[Saved entries]
========================================
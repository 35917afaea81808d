//! Ingredient-exclusion resolution.
//!
//! Given an offering's ingredient associations and either an explicit list of
//! names to exclude or free-text special instructions, decides which
//! ingredients may actually be removed. Two modes:
//!
//! 1. **Explicit list** (preferred): every requested name is classified into
//!    exactly one of `removable`, `missing`, or `locked`.
//! 2. **Instruction inference** (fallback, only when no explicit list was
//!    given): "without X" / "no X" / "hold X" phrases are scanned out of the
//!    instruction text and matched against removable ingredients by word
//!    overlap. The overlap match is deliberately fuzzy; it can over- and
//!    under-match multi-word ingredient names, and callers wanting precision
//!    should pass the explicit list.
//!
//! Everything here is pure; the ledger feeds it association snapshots.

use once_cell::sync::Lazy;
use regex::Regex;
use std::collections::{HashMap, HashSet};

use crate::model::IngredientId;

/// Phrases captured after an exclusion keyword. No word boundary on the
/// keyword itself; kept identical to the shipped matching behavior.
static EXCLUSION_PATTERNS: Lazy<Vec<Regex>> = Lazy::new(|| {
    [r"without\s+([a-z\s,'-]+)", r"no\s+([a-z\s,'-]+)", r"hold\s+([a-z\s,'-]+)"]
        .iter()
        .map(|p| Regex::new(p).expect("exclusion pattern"))
        .collect()
});

/// A captured phrase ends at the first conjunction or punctuation mark.
static TRUNCATE_AT: Lazy<Regex> =
    Lazy::new(|| Regex::new(r"\band\b|\bplease\b|\bwith\b|\bthanks\b|[.,!]").expect("truncation pattern"));

static WORD_TOKENS: Lazy<Regex> = Lazy::new(|| Regex::new(r"[a-z']+").expect("token pattern"));

/// Snapshot of one offering-ingredient association, as the resolver sees it.
#[derive(Debug, Clone, PartialEq, Eq)]
pub struct IngredientRef {
    pub id: IngredientId,
    /// Canonical ingredient name as stored in the catalog.
    pub name: String,
    pub removable: bool,
}

/// The three disjoint outcomes of classifying an exclusion request list.
#[derive(Debug, Default, Clone, PartialEq, Eq)]
pub struct ExclusionOutcome {
    /// Ingredients that will actually be excluded, deduplicated by id.
    pub removable: Vec<IngredientRef>,
    /// Requested names that match no ingredient of the offering (raw text).
    pub missing: Vec<String>,
    /// Requested ingredients present but not removable (canonical names).
    pub locked: Vec<String>,
}

/// Case- and whitespace-normalized ingredient identifier.
///
/// "olive oil", "OLIVE OIL" and "Olive  Oil" are the same ingredient for
/// removal purposes.
pub fn normalize_name(raw: &str) -> String {
    raw.split_whitespace().collect::<Vec<_>>().join(" ").to_lowercase()
}

/// Partition the requested names: every non-empty request lands in exactly
/// one of `removable`, `missing`, or `locked`.
///
/// Deduplication is by ingredient id, not by string, so two spellings that
/// normalize to the same ingredient count once.
pub fn classify_requests(associations: &[IngredientRef], requested: &[String]) -> ExclusionOutcome {
    let lookup: HashMap<String, &IngredientRef> = associations
        .iter()
        .map(|assoc| (normalize_name(&assoc.name), assoc))
        .collect();

    let mut outcome = ExclusionOutcome::default();
    let mut seen_ids: HashSet<IngredientId> = HashSet::new();

    for raw in requested {
        let cleaned = raw.trim();
        if cleaned.is_empty() {
            continue;
        }
        let normalized = normalize_name(cleaned);

        match lookup.get(&normalized) {
            None => outcome.missing.push(cleaned.to_string()),
            Some(assoc) if !assoc.removable => outcome.locked.push(assoc.name.clone()),
            Some(assoc) => {
                if seen_ids.insert(assoc.id) {
                    outcome.removable.push((*assoc).clone());
                }
            }
        }
    }

    outcome
}

/// Derive exclusion candidates from free-text special instructions.
///
/// Returns canonical names of removable associations whose word tokens
/// overlap a captured "without/no/hold" phrase, in association order,
/// deduplicated preserving first occurrence. Output feeds
/// [`classify_requests`].
pub fn infer_exclusions(associations: &[IngredientRef], special_instructions: &str) -> Vec<String> {
    let text = special_instructions.to_lowercase();

    let mut phrases: Vec<String> = Vec::new();
    for pattern in EXCLUSION_PATTERNS.iter() {
        for captures in pattern.captures_iter(&text) {
            let fragment = captures[1].trim();
            if fragment.is_empty() {
                continue;
            }
            let fragment = TRUNCATE_AT.splitn(fragment, 2).next().unwrap_or("").trim();
            if !fragment.is_empty() {
                phrases.push(fragment.to_string());
            }
        }
    }

    if phrases.is_empty() {
        return Vec::new();
    }

    let phrase_tokens: Vec<HashSet<&str>> = phrases
        .iter()
        .map(|phrase| WORD_TOKENS.find_iter(phrase).map(|m| m.as_str()).collect())
        .collect();

    let mut seen: HashSet<&str> = HashSet::new();
    let mut candidates: Vec<String> = Vec::new();
    for assoc in associations {
        if !assoc.removable {
            continue;
        }
        let name = assoc.name.to_lowercase();
        let tokens: HashSet<String> =
            WORD_TOKENS.find_iter(&name).map(|m| m.as_str().to_string()).collect();
        if tokens.is_empty() {
            continue;
        }
        let overlaps = phrase_tokens
            .iter()
            .filter(|set| !set.is_empty())
            .any(|set| set.iter().any(|token| tokens.contains(*token)));
        if overlaps && seen.insert(assoc.name.as_str()) {
            candidates.push(assoc.name.clone());
        }
    }

    candidates
}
========================================
> **What you are asked to do**: Start at the first line of the entries above. Set down each line exactly through the one with "scanned out of the", and stop there.

> **Answer for the task**:
repository 35917afaea81808d
//! Ingredient-exclusion resolution.
//!
//! Given an offering's ingredient associations and either an explicit list of
//! names to exclude or free-text special instructions, decides which
//! ingredients may actually be removed. Two modes:
//!
//! 1. **Explicit list** (preferred): every requested name is classified into
//!    exactly one of `removable`, `missing`, or `locked`.
//! 2. **Instruction inference** (fallback, only when no explicit list was
//!    given): "without X" / "no X" / "hold X" phrases are scanned out of the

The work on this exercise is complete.